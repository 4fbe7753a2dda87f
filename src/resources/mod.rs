//! Resource managers
//!
//! Each manager is a [`ResourceManager`] over one record type sharing the client's
//! connection.

pub mod base;
pub mod compute_pools;
pub mod databases;
pub mod entities;
pub mod registry;
pub mod schema_registries;
pub mod stores;
pub mod streams;

pub use base::{fold_property_rows, ResourceManager};
pub use compute_pools::ComputePoolManager;
pub use databases::DatabaseManager;
pub use entities::EntityManager;
pub use registry::{ResourceDef, ResourceKind};
pub use schema_registries::SchemaRegistryManager;
pub use stores::StoreManager;
pub use streams::StreamManager;
use super::base::ResourceManager;
use crate::error::Result;
use crate::models::{SchemaRegistry, SchemaRegistryCreateParams, SchemaRegistryUpdateParams};
use crate::sql::statement;

pub type SchemaRegistryManager = ResourceManager<SchemaRegistry>;

impl ResourceManager<SchemaRegistry> {
    pub async fn create(&self, params: SchemaRegistryCreateParams) -> Result<SchemaRegistry> {
        params.validate()?;
        let sql = statement::create(
            self.kind(),
            &params.name,
            &params.to_with_clause(),
            params.comment.as_deref(),
        );
        self.create_with(&params.name, &sql).await
    }

    pub async fn update(&self, name: &str, params: SchemaRegistryUpdateParams) -> Result<SchemaRegistry> {
        self.apply_update(name, &params.to_with_clause(), params.comment.as_deref())
            .await
    }
}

- - -

- **WORK INSTRUCTION**:
Report how many lines above include "async". Nothing else.

- **COMPLETED EXERCISE**:
2